* **Exercise directions**:
Pull out every line below that holds the word "performed".

= = = = = = =

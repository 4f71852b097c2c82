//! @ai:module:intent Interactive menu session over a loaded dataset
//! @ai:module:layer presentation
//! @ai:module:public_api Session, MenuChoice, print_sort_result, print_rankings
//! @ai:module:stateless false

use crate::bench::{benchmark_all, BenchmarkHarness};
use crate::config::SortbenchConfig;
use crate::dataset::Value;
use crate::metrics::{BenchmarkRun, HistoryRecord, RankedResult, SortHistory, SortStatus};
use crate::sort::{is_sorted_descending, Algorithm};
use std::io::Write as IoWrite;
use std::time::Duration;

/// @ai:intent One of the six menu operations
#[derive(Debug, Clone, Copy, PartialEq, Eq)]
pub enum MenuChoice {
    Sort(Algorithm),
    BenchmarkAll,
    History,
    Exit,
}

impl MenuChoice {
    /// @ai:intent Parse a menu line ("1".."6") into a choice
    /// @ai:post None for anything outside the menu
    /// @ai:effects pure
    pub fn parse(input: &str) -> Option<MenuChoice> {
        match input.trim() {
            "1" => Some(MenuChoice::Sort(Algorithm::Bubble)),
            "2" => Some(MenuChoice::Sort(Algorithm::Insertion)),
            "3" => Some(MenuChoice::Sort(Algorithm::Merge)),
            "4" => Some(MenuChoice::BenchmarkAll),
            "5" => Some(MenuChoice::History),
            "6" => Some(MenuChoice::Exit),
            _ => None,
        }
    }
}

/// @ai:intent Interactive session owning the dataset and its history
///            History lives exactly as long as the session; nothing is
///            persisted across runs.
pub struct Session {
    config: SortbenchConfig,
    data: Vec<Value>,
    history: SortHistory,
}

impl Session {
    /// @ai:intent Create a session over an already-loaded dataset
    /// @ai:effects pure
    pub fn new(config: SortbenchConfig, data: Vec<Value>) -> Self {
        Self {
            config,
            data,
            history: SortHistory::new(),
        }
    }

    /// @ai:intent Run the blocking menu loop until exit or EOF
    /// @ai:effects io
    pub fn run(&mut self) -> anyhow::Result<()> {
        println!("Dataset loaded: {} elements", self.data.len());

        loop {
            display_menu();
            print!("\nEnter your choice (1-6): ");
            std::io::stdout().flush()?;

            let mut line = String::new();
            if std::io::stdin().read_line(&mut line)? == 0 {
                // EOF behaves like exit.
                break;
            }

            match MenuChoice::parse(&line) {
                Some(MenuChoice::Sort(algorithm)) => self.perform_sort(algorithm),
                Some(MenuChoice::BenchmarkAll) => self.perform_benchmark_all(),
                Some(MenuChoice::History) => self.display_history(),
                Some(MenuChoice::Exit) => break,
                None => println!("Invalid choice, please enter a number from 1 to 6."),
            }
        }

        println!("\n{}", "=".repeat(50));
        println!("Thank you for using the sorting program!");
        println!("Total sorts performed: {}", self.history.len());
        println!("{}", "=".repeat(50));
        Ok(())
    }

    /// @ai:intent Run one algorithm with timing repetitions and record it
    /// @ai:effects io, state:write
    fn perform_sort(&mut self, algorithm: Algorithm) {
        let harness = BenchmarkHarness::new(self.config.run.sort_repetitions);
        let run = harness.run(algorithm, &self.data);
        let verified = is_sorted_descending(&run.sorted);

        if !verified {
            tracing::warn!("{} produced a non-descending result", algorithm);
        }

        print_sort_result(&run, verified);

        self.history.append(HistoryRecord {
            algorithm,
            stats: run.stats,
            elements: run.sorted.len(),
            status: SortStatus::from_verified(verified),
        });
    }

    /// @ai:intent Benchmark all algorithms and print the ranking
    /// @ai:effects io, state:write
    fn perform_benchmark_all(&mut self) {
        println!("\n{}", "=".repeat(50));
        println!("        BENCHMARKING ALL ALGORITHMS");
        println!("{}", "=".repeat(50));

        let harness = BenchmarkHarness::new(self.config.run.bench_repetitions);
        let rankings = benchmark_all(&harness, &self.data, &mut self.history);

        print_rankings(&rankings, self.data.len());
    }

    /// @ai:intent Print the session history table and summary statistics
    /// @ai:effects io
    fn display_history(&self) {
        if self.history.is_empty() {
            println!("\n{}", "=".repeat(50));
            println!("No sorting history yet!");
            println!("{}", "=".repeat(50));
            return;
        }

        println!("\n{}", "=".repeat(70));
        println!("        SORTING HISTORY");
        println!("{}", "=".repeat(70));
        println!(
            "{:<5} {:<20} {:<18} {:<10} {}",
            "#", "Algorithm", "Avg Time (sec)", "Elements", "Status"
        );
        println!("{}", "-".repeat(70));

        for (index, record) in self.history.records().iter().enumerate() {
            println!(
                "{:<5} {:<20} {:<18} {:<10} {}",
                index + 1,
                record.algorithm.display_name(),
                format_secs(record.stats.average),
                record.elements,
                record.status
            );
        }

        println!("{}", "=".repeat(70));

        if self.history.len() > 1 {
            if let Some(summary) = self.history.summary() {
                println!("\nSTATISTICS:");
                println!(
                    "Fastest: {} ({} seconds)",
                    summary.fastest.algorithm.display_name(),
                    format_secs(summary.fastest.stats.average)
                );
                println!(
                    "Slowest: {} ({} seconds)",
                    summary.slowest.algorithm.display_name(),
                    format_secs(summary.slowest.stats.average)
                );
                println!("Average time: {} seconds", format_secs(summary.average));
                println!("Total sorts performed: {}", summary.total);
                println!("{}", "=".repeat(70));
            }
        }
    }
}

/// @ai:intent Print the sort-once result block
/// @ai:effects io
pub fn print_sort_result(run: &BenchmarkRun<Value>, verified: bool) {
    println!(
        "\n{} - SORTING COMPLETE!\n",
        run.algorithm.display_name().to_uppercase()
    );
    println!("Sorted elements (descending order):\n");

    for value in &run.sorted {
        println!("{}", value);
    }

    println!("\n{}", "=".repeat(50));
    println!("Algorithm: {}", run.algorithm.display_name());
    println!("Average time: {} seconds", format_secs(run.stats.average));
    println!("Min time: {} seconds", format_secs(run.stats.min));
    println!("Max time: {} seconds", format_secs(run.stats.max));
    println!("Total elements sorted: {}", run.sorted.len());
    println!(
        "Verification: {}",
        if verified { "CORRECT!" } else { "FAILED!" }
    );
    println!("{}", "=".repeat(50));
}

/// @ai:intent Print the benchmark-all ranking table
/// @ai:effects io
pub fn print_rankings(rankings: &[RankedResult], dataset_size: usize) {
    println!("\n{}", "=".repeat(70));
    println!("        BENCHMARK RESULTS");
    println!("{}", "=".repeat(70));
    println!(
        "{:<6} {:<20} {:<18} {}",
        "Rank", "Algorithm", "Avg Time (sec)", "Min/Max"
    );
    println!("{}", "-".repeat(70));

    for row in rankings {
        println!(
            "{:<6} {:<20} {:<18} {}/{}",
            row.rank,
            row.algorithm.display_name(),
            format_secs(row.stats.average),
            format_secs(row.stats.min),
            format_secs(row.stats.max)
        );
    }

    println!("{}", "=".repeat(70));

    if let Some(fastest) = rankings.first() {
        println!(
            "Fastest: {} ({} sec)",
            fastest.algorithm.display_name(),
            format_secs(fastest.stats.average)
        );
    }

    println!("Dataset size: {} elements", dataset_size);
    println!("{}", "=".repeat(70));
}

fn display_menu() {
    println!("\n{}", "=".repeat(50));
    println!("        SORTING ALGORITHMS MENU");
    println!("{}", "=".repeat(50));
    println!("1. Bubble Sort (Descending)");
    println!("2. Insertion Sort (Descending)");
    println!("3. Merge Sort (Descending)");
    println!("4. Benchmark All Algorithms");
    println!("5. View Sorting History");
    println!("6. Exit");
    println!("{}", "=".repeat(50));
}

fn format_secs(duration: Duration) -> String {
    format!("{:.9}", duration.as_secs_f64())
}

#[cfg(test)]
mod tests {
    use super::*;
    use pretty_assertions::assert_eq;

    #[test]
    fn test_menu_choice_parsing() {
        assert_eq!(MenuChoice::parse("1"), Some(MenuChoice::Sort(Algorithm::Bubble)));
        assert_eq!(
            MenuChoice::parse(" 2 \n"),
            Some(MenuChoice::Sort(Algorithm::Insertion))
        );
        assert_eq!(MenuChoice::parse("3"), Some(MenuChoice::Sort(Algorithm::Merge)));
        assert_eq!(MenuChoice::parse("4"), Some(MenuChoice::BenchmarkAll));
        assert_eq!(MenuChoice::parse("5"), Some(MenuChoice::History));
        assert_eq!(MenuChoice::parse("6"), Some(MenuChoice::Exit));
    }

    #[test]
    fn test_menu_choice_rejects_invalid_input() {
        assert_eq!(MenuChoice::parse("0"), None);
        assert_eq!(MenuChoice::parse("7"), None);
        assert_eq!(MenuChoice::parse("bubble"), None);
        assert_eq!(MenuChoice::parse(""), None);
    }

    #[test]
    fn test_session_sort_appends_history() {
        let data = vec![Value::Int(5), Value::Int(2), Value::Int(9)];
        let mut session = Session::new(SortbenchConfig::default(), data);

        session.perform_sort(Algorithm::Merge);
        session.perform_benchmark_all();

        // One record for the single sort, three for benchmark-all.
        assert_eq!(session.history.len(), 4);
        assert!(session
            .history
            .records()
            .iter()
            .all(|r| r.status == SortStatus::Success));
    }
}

= = = = = = =

* **Task response**:
        println!("Total sorts performed: {}", self.history.len());
                println!("Total sorts performed: {}", summary.total);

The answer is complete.